## SUPPLIED MATERIAL
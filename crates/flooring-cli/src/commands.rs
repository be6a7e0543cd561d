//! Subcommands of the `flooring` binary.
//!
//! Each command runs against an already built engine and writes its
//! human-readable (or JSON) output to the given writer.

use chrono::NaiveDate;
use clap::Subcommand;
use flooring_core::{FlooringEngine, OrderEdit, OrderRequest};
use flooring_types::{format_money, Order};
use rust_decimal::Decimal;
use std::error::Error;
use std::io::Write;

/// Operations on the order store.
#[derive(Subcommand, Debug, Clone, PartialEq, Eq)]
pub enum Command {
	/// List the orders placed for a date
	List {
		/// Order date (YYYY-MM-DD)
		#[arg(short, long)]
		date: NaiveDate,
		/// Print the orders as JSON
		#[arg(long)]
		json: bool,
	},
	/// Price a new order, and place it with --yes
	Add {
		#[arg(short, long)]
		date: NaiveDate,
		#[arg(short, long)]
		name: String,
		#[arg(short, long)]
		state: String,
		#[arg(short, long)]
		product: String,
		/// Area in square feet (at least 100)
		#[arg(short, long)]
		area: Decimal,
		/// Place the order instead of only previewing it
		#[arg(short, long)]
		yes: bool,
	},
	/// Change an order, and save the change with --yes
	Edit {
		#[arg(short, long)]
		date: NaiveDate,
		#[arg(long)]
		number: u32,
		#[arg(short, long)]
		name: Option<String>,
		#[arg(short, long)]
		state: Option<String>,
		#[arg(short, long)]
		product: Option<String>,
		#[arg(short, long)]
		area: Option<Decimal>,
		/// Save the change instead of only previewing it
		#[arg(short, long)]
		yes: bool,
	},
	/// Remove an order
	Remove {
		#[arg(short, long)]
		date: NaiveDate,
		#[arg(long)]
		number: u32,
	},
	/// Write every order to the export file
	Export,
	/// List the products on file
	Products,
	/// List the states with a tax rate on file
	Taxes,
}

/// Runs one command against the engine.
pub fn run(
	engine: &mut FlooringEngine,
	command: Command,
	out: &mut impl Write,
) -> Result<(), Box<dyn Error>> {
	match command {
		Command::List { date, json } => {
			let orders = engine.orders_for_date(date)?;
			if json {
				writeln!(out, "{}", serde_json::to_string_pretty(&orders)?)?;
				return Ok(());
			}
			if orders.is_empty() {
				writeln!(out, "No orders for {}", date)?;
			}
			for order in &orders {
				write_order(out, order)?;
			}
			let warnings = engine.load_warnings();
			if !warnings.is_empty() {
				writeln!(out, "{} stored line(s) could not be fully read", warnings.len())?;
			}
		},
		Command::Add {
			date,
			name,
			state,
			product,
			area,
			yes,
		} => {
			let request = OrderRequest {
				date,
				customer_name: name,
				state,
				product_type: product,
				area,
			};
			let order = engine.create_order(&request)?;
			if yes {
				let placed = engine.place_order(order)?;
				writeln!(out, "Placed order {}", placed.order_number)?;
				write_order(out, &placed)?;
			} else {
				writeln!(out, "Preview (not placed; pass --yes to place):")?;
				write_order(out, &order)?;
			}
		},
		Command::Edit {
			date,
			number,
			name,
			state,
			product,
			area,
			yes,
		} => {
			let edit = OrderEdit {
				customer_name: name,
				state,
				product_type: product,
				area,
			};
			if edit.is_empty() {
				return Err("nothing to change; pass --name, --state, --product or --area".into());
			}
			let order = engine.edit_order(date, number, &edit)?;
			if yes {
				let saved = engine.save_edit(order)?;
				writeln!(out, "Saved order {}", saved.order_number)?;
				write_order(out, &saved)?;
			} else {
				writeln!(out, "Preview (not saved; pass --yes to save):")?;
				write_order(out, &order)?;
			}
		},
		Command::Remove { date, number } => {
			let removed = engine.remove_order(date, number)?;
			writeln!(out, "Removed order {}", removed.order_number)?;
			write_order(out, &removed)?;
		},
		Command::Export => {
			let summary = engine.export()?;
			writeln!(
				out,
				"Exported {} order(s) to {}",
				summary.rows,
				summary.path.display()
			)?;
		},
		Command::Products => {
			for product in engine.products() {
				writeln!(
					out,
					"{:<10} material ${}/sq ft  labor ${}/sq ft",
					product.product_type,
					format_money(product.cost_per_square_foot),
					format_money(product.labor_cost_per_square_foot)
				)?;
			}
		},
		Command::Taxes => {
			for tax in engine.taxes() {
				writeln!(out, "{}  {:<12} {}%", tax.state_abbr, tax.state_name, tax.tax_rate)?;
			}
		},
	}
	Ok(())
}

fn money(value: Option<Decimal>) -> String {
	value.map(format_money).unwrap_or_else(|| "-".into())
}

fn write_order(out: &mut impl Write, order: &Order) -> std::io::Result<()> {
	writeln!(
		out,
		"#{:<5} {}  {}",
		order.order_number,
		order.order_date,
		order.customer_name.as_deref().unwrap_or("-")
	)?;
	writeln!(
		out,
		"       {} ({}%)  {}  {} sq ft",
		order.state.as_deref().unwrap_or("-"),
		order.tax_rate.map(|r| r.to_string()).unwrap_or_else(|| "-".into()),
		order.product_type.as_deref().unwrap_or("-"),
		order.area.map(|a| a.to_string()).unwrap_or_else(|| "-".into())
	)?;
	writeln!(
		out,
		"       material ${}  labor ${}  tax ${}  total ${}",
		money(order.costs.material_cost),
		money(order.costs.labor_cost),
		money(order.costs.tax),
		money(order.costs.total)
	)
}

==

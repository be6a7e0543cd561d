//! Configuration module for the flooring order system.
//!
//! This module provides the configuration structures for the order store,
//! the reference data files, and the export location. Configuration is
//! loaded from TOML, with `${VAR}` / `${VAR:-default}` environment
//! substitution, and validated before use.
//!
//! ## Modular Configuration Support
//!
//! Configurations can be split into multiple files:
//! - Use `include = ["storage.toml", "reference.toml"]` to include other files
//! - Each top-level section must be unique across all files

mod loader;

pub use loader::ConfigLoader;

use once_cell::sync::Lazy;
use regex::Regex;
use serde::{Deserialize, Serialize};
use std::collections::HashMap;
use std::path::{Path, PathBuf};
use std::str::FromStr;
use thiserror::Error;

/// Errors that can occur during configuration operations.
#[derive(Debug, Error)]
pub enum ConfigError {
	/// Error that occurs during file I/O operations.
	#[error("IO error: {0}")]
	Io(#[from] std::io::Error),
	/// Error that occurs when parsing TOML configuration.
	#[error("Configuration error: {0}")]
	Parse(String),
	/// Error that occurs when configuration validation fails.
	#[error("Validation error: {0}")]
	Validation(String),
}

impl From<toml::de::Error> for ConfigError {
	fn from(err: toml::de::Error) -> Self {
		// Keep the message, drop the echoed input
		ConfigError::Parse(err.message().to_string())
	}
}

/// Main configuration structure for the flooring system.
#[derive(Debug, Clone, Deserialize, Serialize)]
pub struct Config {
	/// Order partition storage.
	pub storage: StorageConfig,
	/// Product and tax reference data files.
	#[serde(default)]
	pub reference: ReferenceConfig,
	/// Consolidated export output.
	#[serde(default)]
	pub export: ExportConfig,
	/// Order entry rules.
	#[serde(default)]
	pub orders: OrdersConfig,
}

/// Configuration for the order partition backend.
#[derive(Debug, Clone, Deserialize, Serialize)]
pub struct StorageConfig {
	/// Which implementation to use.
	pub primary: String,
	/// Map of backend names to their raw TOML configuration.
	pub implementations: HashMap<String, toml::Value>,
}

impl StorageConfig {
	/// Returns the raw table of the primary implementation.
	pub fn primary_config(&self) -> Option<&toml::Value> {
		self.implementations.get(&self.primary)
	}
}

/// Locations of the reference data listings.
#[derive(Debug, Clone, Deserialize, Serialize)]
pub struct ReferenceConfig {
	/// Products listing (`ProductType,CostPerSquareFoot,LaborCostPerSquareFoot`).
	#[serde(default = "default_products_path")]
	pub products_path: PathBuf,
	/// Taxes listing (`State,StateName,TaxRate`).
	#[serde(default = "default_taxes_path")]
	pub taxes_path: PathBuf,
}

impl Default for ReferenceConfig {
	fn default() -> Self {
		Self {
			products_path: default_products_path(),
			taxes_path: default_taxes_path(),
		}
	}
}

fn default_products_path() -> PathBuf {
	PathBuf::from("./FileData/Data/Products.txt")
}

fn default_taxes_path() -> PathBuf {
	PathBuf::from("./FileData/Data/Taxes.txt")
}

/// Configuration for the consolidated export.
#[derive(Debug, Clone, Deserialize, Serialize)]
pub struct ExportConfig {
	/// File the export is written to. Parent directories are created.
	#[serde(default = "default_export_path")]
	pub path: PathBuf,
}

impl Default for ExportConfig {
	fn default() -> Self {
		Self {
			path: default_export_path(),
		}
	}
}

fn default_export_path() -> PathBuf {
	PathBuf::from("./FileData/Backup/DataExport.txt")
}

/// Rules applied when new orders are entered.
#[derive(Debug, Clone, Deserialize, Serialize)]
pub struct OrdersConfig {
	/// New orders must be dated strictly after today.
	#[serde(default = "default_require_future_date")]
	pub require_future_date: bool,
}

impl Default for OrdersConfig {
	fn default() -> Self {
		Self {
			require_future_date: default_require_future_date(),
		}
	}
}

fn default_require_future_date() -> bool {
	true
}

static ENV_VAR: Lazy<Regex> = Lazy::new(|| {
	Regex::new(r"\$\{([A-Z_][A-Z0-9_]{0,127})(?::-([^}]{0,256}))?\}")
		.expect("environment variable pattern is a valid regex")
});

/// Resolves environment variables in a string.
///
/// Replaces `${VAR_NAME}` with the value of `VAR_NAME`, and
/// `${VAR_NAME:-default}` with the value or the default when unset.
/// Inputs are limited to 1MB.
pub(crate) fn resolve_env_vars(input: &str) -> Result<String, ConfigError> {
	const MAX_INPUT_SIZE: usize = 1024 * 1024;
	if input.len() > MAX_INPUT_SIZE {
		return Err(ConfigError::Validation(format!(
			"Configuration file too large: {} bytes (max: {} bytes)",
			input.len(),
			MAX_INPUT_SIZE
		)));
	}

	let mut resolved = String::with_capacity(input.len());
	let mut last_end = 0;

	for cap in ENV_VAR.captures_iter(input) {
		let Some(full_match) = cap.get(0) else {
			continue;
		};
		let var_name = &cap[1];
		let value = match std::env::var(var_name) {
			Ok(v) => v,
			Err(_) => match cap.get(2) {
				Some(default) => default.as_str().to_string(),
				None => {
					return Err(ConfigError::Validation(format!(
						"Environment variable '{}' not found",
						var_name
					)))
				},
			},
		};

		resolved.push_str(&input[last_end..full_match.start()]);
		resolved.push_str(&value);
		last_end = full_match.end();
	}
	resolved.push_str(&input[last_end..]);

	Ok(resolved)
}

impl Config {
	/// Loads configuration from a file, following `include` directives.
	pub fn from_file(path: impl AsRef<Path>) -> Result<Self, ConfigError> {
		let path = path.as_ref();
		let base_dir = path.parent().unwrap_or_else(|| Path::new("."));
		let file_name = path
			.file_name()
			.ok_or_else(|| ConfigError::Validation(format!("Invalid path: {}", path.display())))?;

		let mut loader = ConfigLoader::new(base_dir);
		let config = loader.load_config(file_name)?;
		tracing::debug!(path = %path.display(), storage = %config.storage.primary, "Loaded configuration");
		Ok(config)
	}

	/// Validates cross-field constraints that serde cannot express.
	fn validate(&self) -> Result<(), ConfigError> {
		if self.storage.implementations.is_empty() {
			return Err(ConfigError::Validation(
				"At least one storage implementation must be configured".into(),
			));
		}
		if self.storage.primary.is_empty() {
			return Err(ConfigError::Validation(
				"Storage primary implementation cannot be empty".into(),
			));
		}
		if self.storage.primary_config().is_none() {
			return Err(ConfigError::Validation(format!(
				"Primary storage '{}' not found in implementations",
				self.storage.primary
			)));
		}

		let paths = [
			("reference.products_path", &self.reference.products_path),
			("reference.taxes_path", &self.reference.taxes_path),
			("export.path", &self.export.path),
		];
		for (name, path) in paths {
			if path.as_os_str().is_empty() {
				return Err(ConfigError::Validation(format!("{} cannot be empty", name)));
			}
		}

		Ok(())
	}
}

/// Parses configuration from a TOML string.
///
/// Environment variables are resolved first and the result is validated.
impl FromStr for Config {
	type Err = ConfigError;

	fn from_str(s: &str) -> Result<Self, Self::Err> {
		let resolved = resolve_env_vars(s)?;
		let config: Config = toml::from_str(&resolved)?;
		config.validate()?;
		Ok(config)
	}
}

## TASK OBJECTIVE
In the entries above, the lines between the one holding "the consolidated export." and the one holding "fn default_export_path() ->", inclusive, are to be printed exactly as written, and those alone.

## EXERCISE RESULT
/// Configuration for the consolidated export.
#[derive(Debug, Clone, Deserialize, Serialize)]
pub struct ExportConfig {
	/// File the export is written to. Parent directories are created.
	#[serde(default = "default_export_path")]
	pub path: PathBuf,
}

impl Default for ExportConfig {
	fn default() -> Self {
		Self {
			path: default_export_path(),
		}
	}
}

fn default_export_path() -> PathBuf {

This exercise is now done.